Double For Loop Very Slow

Hi All,

for (int i = 0; i < 100; i++)

{

    kernel1<<<...>>>(...);

    kernel2<<<...>>>(...);

    for (int j = 0; j < 1000; q++)

    {

         kernel3<<<...>>>(...);

     }

}

I am trying something like what the above code is doing. kernel1 and kernel2 will compute some stuff that kernel3 will use. I experienced some slow performance once I go into the 2nd for loop.

Is this expected?

You should provide more details on your case, but right now one question: is it okay that you loop over j but increment q in second loop? If j is not modified inside you may loop forever.

Also do you sync threads after kernell calls?

How are you determining that it’s very slow?

Hi,

There is a mistake. It should be a (j++) instead of (q++).

I don’t __syncthreads() after kernel call.

I am comparing between my code with Intel IPP. My kernel calls are written in a way that it should produce similar output as Intel IPP functions.

If I run using IPP, the functions complete very fast. However if i use my code, it is very slow.

I start timing from the start of the 1st for loop and stop once all the loops finish.

__syncthreads() is an instruction called from a kernel and it means “synchronize all threads in this block”.

I am talking about cudaThreadSynchronize(), a function called in the host code that stands for “synchronize all threads across the grid”.

This is needed because kernels are launched asynchronously, the control is given back to the host right after the kernel is launched, not after it finishes. If you want to call many kernels in sequence, to make sure the previous iteration is complete you should call cudaThreadSynchronize().

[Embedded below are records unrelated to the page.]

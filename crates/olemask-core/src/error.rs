use thiserror::Error;

use crate::span::{BufferId, SpanRef};

/// A write that would have broken the same-length invariant. The write is refused and the
/// original bytes stay in place.
#[derive(Debug, Clone, PartialEq, Eq, Error)]
pub enum MaskError {
    #[error("replacement for {span} is {actual} bytes, expected {expected}")]
    LengthMismatch {
        span: SpanRef,
        expected: usize,
        actual: usize,
    },
    #[error("span {span} targets a different buffer than {target}")]
    ForeignSpan { span: SpanRef, target: BufferId },
    #[error("span {span} lies outside a {buffer_len}-byte buffer")]
    OutOfBounds { span: SpanRef, buffer_len: usize },
}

for (int i = 0; i < 100; i++)
{
kernel1<<<…>>>(…);
cudaThreadSynchronize();
kernel2<<<…>>>(…);
cudaThreadSynchronize();
for (int j = 0; j < 1000; q++)
{
kernel3<<<…>>>(…);
cudaThreadSynchronize();
}
}

This isn’t needed if the kernels are independent but in your case you need to be sure kernel1 and 2 finish because they compute stuff for kernel 3. And I presume you also want to wait for kernel3 to finish before tasking the GPU with another launch of kernel3 because your data might get mixed up.

Can you not just call cudaThreadSynchronize() after the Kernel 2 call. That way Kernels 1&2 can run in parallel and then sync when they are complete for Kernel 3?

Even though the kernel calls return asynchronously, they still execute in order on the device (unless you are using the stream API and assign kernels to different streams). You do not need cudaThreadSynchronize() to ensure correct execution ever, as far as I know. The function is primarily interesting for benchmarking purposes.

For similar reasons, memory copies (again, assuming you aren’t assigning the kernel and copy operation to different streams) also run sequentially, which means a cudaMemcpy() will block until the previous kernels are finished.

If some hypothetical future CUDA device can run kernels in parallel, it will only be able do so if the kernels have different stream numbers.

I didn’t know that :)